# Exercise requirements:
Within this material, find every line where the string "disk" appears, and copy it out.

# Supplied records:

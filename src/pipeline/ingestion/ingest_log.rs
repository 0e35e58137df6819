use chrono::{DateTime, SecondsFormat, Utc};
use rusqlite::{params, Connection};
use serde::Serialize;
use std::path::Path;
use std::sync::{Mutex, MutexGuard};

use crate::constants::INGESTION_DB;
use crate::error::Result;
use crate::types::{Entity, IngestionOutcome, IngestionStatus};

const SCHEMA: &str = r#"
    CREATE TABLE IF NOT EXISTS ingestion_log (
        id                   INTEGER PRIMARY KEY AUTOINCREMENT,
        city                 TEXT NOT NULL,
        country              TEXT NOT NULL,
        ingestion_timestamp  TEXT NOT NULL,
        status               TEXT NOT NULL
                             CHECK (status IN ('success', 'partial_failure', 'failure')),
        records_ingested     INTEGER NOT NULL DEFAULT 0,
        anomaly_count        INTEGER NOT NULL DEFAULT 0,
        anomalies            TEXT NOT NULL DEFAULT '[]',
        snapshot_path        TEXT,
        snapshot_sha256      TEXT,
        processing_time_secs REAL NOT NULL DEFAULT 0,
        error_message        TEXT
    );
    CREATE INDEX IF NOT EXISTS idx_ingestion_log_entity
        ON ingestion_log (city, country, ingestion_timestamp);
"#;

/// Aggregate view over every logged ingestion attempt
#[derive(Debug, Clone, PartialEq, Serialize)]
pub struct IngestionHealth {
    pub total_ingestions: u64,
    pub successes: u64,
    pub partial_failures: u64,
    pub failures: u64,
    /// Percentage of attempts that were fully successful
    pub success_rate: f64,
    pub avg_processing_time_secs: f64,
    pub total_records: u64,
    pub total_anomalies: u64,
    pub first_ingestion: Option<String>,
    pub last_ingestion: Option<String>,
}

#[derive(Debug, Clone, PartialEq, Serialize)]
pub struct IngestionLogEntry {
    pub city: String,
    pub country: String,
    pub ingestion_timestamp: String,
    pub status: String,
    pub records_ingested: u64,
    pub anomalies: Vec<String>,
    pub snapshot_path: Option<String>,
    pub error_message: Option<String>,
}

/// Append-only log of ingestion attempts, kept in its own database so that
/// operational metadata never mixes with transformed data.
pub struct IngestionLog {
    conn: Mutex<Connection>,
}

fn timestamp(ts: DateTime<Utc>) -> String {
    ts.to_rfc3339_opts(SecondsFormat::Millis, true)
}

impl IngestionLog {
    pub fn open_at_root<P: AsRef<Path>>(data_root: P) -> Result<Self> {
        let root = data_root.as_ref();
        std::fs::create_dir_all(root)?;
        let conn = Connection::open(root.join(INGESTION_DB))?;
        Self::init(conn)
    }

    pub fn open_in_memory() -> Result<Self> {
        Self::init(Connection::open_in_memory()?)
    }

    fn init(conn: Connection) -> Result<Self> {
        conn.execute_batch(SCHEMA)?;
        Ok(Self {
            conn: Mutex::new(conn),
        })
    }

    fn conn(&self) -> MutexGuard<'_, Connection> {
        self.conn.lock().unwrap_or_else(|poisoned| poisoned.into_inner())
    }

    pub fn append(&self, outcome: &IngestionOutcome) -> Result<i64> {
        let anomalies: Vec<String> = outcome.anomalies.iter().map(ToString::to_string).collect();
        let anomalies_json = serde_json::to_string(&anomalies)?;
        let snapshot_path = outcome.snapshot_ref.to_string_lossy().into_owned();
        let conn = self.conn();
        conn.execute(
            "INSERT INTO ingestion_log (
                city, country, ingestion_timestamp, status, records_ingested,
                anomaly_count, anomalies, snapshot_path, snapshot_sha256, processing_time_secs
            ) VALUES (?1, ?2, ?3, ?4, ?5, ?6, ?7, ?8, ?9, ?10)",
            params![
                outcome.entity.city,
                outcome.entity.country,
                timestamp(outcome.started_at),
                outcome.status.as_str(),
                outcome.records_ingested as i64,
                anomalies.len() as i64,
                anomalies_json,
                snapshot_path,
                outcome.snapshot_sha256,
                outcome.duration_secs,
            ],
        )?;
        Ok(conn.last_insert_rowid())
    }

    /// Record an attempt that died on an internal fault.
    pub fn append_failure(
        &self,
        entity: &Entity,
        started_at: DateTime<Utc>,
        duration_secs: f64,
        error_message: &str,
    ) -> Result<()> {
        self.conn().execute(
            "INSERT INTO ingestion_log (
                city, country, ingestion_timestamp, status, processing_time_secs, error_message
            ) VALUES (?1, ?2, ?3, ?4, ?5, ?6)",
            params![
                entity.city,
                entity.country,
                timestamp(started_at),
                IngestionStatus::Failure.as_str(),
                duration_secs,
                error_message,
            ],
        )?;
        Ok(())
    }

    pub fn health(&self) -> Result<IngestionHealth> {
        let conn = self.conn();
        let health = conn.query_row(
            "SELECT
                COUNT(*),
                COALESCE(SUM(CASE WHEN status = 'success' THEN 1 ELSE 0 END), 0),
                COALESCE(SUM(CASE WHEN status = 'partial_failure' THEN 1 ELSE 0 END), 0),
                COALESCE(SUM(CASE WHEN status = 'failure' THEN 1 ELSE 0 END), 0),
                COALESCE(AVG(processing_time_secs), 0.0),
                COALESCE(SUM(records_ingested), 0),
                COALESCE(SUM(anomaly_count), 0),
                MIN(ingestion_timestamp),
                MAX(ingestion_timestamp)
             FROM ingestion_log",
            [],
            |row| {
                let total: i64 = row.get(0)?;
                let successes: i64 = row.get(1)?;
                Ok(IngestionHealth {
                    total_ingestions: total as u64,
                    successes: successes as u64,
                    partial_failures: row.get::<_, i64>(2)? as u64,
                    failures: row.get::<_, i64>(3)? as u64,
                    success_rate: if total > 0 {
                        successes as f64 / total as f64 * 100.0
                    } else {
                        0.0
                    },
                    avg_processing_time_secs: row.get(4)?,
                    total_records: row.get::<_, i64>(5)? as u64,
                    total_anomalies: row.get::<_, i64>(6)? as u64,
                    first_ingestion: row.get(7)?,
                    last_ingestion: row.get(8)?,
                })
            },
        )?;
        Ok(health)
    }

    /// Most recent attempts first
    pub fn recent(&self, limit: usize) -> Result<Vec<IngestionLogEntry>> {
        let conn = self.conn();
        let mut stmt = conn.prepare(
            "SELECT city, country, ingestion_timestamp, status, records_ingested,
                    anomalies, snapshot_path, error_message
             FROM ingestion_log ORDER BY id DESC LIMIT ?1",
        )?;
        let rows = stmt.query_map(params![limit as i64], |row| {
            let anomalies: String = row.get(5)?;
            Ok(IngestionLogEntry {
                city: row.get(0)?,
                country: row.get(1)?,
                ingestion_timestamp: row.get(2)?,
                status: row.get(3)?,
                records_ingested: row.get::<_, i64>(4)? as u64,
                anomalies: serde_json::from_str(&anomalies).unwrap_or_default(),
                snapshot_path: row.get(6)?,
                error_message: row.get(7)?,
            })
        })?;
        let mut entries = Vec::new();
        for row in rows {
            entries.push(row?);
        }
        Ok(entries)
    }
}

#[cfg(test)]
mod tests {
    use super::*;
    use crate::types::{Anomaly, AnomalyKind};
    use std::path::PathBuf;

    fn outcome(city: &str, status: IngestionStatus, anomalies: Vec<Anomaly>) -> IngestionOutcome {
        IngestionOutcome {
            entity: Entity::new(city, "France"),
            status,
            success: status != IngestionStatus::Failure,
            records_ingested: if status == IngestionStatus::Failure { 0 } else { 10 },
            anomalies,
            snapshot_ref: PathBuf::from(format!("data/raw/{}.json", city)),
            snapshot_sha256: "abc".to_string(),
            started_at: Utc::now(),
            duration_secs: 1.5,
        }
    }

    #[test]
    fn health_on_empty_log_is_zeroed() {
        let log = IngestionLog::open_in_memory().unwrap();
        let health = log.health().unwrap();
        assert_eq!(health.total_ingestions, 0);
        assert_eq!(health.success_rate, 0.0);
        assert_eq!(health.first_ingestion, None);
    }

    #[test]
    fn health_aggregates_statuses_and_anomalies() {
        let log = IngestionLog::open_in_memory().unwrap();
        log.append(&outcome("Paris", IngestionStatus::Success, vec![])).unwrap();
        log.append(&outcome(
            "Nice",
            IngestionStatus::PartialFailure,
            vec![Anomaly {
                kind: AnomalyKind::WeatherSourceFailure,
                detail: "unexpected HTTP status 500".into(),
            }],
        ))
        .unwrap();
        log.append_failure(&Entity::new("Lyon", "France"), Utc::now(), 0.2, "disk full")
            .unwrap();

        let health = log.health().unwrap();
        assert_eq!(health.total_ingestions, 3);
        assert_eq!(health.successes, 1);
        assert_eq!(health.partial_failures, 1);
        assert_eq!(health.failures, 1);
        assert_eq!(health.total_records, 20);
        assert_eq!(health.total_anomalies, 1);
        assert!((health.success_rate - 100.0 / 3.0).abs() < 1e-9);

        let recent = log.recent(10).unwrap();
        assert_eq!(recent[0].city, "Lyon");
        assert_eq!(recent[0].error_message.as_deref(), Some("disk full"));
        assert_eq!(recent[1].anomalies, vec!["WEATHER_SOURCE_FAILURE: unexpected HTTP status 500"]);
    }
}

# Result for this exercise:
        log.append_failure(&Entity::new("Lyon", "France"), Utc::now(), 0.2, "disk full")
        assert_eq!(recent[0].error_message.as_deref(), Some("disk full"));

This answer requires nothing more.